Chronique

Colin Fisher/Mike Gennaro

Tactile Stories

Colin Fisher (as, ts, g), Mike Gennaro (dm)

Label / Distribution : Cacophonous Revival Recordings

Du Canada nous arrivent des nouvelles réjouissantes : Mike Gennaro, connu comme partenaire de Mats Gustafsson, nous déploie sa palette rythmique avec le multi-instrumentiste Colin Fisher dans le bien nommé Tactile Stories.

L’effervescence sera de la partie durant tout cet enregistrement, nous rappelant combien l’exercice de style est risqué. Mais ces deux musiciens ne se sont pas réunis pour faire dans la dentelle : l’urgence est convoquée au premier abord tout en accueillant des moments de réflexion, toujours à propos, qui ont pour but de laisser respirer la musique.

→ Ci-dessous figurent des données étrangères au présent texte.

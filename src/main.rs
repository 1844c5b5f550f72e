mod cli;
mod control;

use clap::Parser;
use cli::{Cli, Command};
use pastebridged::orchestrator::{self, launcher::SurfaceGeometry};
use pastebridged::surface::{self, SurfaceOptions};
use tracing_subscriber::EnvFilter;

#[tokio::main]
async fn main() {
    tracing_subscriber::fmt()
        .with_env_filter(EnvFilter::from_default_env())
        .init();

    let cli = Cli::parse();

    match cli.command {
        Command::Orchestrator {
            surface_width,
            surface_height,
        } => {
            let geometry = SurfaceGeometry {
                width: surface_width,
                height: surface_height,
            };
            if let Err(e) = orchestrator::run(geometry).await {
                tracing::error!(error = %e, "orchestrator failed");
                eprintln!("pastebridged orchestrator: {e}");
                std::process::exit(1);
            }
        }
        Command::Surface { width, height } => {
            if let Err(e) = surface::run(SurfaceOptions { width, height }).await {
                tracing::error!(error = %e, "surface failed");
                eprintln!("pastebridged surface: {e}");
                std::process::exit(1);
            }
        }
        Command::Pref { action } => {
            if let Err(e) = control::run(action).await {
                tracing::error!(error = %e, "pref failed");
                eprintln!("pastebridged pref: {e}");
                std::process::exit(1);
            }
        }
    }
}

La science musicale de Colin Fisher au saxophone s’exprime par exemple dans des suraigus répétés vers la septième minute d’une savante construction intitulée « Esse », avant un pont qui porte au pinacle le drumming de Mike Gennaro. Cet exemple de glissement sonore démontre l’évidence de ce qu’est une écoute mutuelle, fruit d’une grande connaissance réciproque des deux individualités.

Mike Gennaro n’est pas seulement un musicien actif et représentatif de la scène free de Toronto, mais également un pédagogue renommé. L’enseignement de la batterie est l’une de ses nombreuses activités, ce qui nous laisse espérer avec bonheur qu’il puisse transmettre son goût des expérimentations musicales - chose qui peine à se manifester dans les écoles traditionnelles.

Le son rocailleux de Colin Fisher aux saxophones peut se muer en une matière suave comme dans les instants où la machine tourne à plein régime. La richesse harmonique de « Tactile Stories » est également façonnée par le son de la guitare électrique, qui échappe à des saturations par trop entendues ailleurs. Le phrasé rappelle de temps à autre Eugene Chadbourne. Fisher prend la main, offrant subitement une tension expressive de toute beauté ; sa sonorité teintée d’un subtil effet d’écho se propage en multiples riffs puissants. La virtuosité de ce multi-instrumentiste, exposée dans le thème « Epinoia », imprime un tapis harmonique contrastant avec le tourbillonnement de ses saxophones.

La liberté de ces deux enchanteurs procède de l’assimilation de textures agitées sans cesse de mouvements organiques. Ce duo est une source de renouvellement, preuve que l’improvisation n’est pas une facilité à sens unique mais plutôt l’éventail de tous les possibles.